EXERCISE AIM: Write out the stretch of lines below that begins at the line with "pub struct WorkerCommand" and ends at the line with "job: &WorkerJob) ->", including both, exactly as given and nothing more.

Stored data entries:

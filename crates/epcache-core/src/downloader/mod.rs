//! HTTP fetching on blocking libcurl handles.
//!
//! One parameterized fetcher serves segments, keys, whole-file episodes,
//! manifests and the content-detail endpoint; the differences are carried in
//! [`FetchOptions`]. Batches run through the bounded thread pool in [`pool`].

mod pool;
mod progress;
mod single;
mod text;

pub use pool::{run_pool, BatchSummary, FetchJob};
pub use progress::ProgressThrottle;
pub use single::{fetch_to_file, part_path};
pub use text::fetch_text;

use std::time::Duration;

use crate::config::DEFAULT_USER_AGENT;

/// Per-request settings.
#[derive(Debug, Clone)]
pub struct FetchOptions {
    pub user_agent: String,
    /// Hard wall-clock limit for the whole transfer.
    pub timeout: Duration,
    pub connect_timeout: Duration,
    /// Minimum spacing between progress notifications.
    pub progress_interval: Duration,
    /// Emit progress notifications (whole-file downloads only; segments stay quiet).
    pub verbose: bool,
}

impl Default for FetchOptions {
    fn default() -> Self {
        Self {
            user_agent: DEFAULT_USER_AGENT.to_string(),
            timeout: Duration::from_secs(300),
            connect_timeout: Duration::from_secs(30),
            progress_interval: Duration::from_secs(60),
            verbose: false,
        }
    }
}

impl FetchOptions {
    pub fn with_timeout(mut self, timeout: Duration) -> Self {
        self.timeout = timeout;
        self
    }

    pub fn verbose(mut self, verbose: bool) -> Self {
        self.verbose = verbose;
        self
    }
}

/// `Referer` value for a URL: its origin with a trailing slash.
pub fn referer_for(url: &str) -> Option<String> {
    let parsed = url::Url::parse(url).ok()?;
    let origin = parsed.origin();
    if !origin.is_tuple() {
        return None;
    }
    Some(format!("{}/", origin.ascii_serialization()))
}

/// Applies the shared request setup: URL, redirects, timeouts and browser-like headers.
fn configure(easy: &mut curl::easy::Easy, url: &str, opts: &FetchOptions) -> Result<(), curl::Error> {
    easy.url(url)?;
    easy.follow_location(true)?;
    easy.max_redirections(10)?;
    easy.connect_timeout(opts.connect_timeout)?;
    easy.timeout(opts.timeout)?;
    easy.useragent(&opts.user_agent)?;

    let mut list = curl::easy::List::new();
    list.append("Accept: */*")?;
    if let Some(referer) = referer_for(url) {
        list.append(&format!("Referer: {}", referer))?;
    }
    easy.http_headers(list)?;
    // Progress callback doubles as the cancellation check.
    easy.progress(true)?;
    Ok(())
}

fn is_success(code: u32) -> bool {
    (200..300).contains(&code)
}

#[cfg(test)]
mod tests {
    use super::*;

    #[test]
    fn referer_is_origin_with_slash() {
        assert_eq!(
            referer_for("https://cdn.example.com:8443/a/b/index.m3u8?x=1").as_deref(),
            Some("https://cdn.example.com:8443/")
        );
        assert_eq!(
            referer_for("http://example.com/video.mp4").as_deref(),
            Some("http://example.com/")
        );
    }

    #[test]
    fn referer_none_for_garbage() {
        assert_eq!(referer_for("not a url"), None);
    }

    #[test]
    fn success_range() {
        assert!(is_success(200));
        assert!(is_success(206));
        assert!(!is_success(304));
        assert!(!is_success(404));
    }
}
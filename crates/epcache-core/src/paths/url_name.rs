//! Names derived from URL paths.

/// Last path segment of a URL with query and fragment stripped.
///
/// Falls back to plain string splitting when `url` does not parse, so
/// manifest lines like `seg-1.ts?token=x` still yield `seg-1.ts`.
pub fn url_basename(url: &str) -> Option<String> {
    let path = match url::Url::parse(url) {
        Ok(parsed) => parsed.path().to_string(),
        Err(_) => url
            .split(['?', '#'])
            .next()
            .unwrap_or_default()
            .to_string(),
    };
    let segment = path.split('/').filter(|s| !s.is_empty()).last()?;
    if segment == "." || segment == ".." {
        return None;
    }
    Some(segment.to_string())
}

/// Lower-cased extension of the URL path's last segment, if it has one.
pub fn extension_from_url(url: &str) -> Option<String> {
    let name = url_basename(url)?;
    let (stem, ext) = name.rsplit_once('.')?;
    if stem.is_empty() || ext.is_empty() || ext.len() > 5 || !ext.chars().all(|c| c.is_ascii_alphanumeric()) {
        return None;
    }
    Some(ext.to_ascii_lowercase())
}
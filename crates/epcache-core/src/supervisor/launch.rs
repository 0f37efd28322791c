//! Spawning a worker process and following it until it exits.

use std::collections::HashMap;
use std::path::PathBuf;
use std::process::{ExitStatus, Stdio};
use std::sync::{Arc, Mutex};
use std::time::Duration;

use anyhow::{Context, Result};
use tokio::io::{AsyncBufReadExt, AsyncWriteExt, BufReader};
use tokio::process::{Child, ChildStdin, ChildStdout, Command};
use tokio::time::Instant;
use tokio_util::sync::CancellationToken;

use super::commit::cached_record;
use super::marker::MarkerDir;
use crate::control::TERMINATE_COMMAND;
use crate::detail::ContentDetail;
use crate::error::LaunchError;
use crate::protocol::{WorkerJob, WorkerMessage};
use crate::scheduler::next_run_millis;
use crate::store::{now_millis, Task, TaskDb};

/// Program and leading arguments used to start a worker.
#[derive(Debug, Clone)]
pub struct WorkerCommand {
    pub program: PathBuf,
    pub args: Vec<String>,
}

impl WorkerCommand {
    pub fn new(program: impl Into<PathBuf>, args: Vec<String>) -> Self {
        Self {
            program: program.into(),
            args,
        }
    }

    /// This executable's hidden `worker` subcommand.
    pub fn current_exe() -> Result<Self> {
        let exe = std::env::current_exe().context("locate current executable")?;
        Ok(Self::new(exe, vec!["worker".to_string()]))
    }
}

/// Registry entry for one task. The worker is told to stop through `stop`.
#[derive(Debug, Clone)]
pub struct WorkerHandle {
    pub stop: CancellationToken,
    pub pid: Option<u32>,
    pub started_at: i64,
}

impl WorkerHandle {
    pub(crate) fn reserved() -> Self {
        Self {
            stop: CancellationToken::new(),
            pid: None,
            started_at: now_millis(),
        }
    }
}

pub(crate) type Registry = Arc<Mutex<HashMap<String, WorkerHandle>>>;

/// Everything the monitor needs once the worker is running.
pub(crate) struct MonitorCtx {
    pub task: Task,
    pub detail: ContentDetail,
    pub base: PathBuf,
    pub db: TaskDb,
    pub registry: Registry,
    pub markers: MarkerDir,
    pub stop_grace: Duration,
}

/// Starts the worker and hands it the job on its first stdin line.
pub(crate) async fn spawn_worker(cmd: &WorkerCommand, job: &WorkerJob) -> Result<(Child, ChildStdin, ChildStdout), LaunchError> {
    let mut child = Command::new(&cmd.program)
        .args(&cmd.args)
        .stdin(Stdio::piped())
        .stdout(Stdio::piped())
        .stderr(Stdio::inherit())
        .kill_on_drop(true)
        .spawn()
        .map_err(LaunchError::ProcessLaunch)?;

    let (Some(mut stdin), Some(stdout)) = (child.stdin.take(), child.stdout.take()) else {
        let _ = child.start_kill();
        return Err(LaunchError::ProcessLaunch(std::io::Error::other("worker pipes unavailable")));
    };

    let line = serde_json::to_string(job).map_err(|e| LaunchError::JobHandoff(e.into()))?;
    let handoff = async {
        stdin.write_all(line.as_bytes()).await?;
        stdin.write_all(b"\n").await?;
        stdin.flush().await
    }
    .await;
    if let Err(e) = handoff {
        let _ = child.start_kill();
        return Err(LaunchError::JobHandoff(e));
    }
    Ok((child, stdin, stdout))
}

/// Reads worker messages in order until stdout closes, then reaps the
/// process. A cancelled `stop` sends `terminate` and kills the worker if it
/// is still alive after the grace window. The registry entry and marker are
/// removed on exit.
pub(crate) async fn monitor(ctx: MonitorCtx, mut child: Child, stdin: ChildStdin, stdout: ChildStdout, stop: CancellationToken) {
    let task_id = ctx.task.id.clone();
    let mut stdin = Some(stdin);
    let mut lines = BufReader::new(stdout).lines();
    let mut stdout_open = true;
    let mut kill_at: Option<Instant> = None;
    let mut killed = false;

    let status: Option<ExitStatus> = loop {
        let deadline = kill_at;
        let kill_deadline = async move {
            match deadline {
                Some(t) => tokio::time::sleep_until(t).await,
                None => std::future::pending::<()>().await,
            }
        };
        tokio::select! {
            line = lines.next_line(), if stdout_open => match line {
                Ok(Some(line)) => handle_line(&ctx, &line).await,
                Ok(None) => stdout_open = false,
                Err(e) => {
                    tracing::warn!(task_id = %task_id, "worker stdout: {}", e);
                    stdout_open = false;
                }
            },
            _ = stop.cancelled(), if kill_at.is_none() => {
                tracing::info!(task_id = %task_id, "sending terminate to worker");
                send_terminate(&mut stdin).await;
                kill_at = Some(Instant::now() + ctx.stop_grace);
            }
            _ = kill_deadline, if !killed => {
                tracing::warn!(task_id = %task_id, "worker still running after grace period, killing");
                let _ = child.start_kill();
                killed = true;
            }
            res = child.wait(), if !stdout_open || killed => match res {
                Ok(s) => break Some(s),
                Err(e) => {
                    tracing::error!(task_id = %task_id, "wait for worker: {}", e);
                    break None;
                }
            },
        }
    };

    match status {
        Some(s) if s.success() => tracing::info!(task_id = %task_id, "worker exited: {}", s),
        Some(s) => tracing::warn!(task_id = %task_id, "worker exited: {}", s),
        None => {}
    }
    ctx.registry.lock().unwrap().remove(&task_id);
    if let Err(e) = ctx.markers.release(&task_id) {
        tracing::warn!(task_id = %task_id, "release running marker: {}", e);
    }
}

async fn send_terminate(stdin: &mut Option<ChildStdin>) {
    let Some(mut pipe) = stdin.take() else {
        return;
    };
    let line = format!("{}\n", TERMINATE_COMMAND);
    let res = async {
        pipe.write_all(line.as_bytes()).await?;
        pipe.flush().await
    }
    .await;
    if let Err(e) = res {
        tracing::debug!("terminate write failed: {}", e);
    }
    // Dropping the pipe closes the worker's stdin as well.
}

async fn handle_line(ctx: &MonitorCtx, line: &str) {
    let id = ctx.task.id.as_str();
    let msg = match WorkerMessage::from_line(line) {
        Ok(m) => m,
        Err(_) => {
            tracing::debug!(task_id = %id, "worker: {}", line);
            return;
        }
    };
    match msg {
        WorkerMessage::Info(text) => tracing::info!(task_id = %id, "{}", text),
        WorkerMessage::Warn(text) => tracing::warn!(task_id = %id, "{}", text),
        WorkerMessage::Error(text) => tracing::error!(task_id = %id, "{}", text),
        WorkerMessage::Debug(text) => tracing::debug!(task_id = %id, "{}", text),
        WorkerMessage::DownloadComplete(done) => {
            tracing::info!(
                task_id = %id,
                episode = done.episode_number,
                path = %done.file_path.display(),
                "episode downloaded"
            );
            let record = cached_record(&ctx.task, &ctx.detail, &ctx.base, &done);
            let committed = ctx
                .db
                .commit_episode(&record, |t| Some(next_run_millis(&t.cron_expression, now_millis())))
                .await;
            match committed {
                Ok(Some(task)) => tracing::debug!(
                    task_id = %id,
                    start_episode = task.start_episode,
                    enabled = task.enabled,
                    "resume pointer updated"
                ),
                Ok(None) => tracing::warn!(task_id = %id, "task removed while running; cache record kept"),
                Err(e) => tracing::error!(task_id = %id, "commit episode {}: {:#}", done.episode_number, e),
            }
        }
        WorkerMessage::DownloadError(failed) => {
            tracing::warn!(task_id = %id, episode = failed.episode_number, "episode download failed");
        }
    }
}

EXERCISE SOLUTION:
pub struct WorkerCommand {
    pub program: PathBuf,
    pub args: Vec<String>,
}

impl WorkerCommand {
    pub fn new(program: impl Into<PathBuf>, args: Vec<String>) -> Self {
        Self {
            program: program.into(),
            args,
        }
    }

    /// This executable's hidden `worker` subcommand.
    pub fn current_exe() -> Result<Self> {
        let exe = std::env::current_exe().context("locate current executable")?;
        Ok(Self::new(exe, vec!["worker".to_string()]))
    }
}

/// Registry entry for one task. The worker is told to stop through `stop`.
#[derive(Debug, Clone)]
pub struct WorkerHandle {
    pub stop: CancellationToken,
    pub pid: Option<u32>,
    pub started_at: i64,
}

impl WorkerHandle {
    pub(crate) fn reserved() -> Self {
        Self {
            stop: CancellationToken::new(),
            pid: None,
            started_at: now_millis(),
        }
    }
}

pub(crate) type Registry = Arc<Mutex<HashMap<String, WorkerHandle>>>;

/// Everything the monitor needs once the worker is running.
pub(crate) struct MonitorCtx {
    pub task: Task,
    pub detail: ContentDetail,
    pub base: PathBuf,
    pub db: TaskDb,
    pub registry: Registry,
    pub markers: MarkerDir,
    pub stop_grace: Duration,
}

/// Starts the worker and hands it the job on its first stdin line.
pub(crate) async fn spawn_worker(cmd: &WorkerCommand, job: &WorkerJob) -> Result<(Child, ChildStdin, ChildStdout), LaunchError> {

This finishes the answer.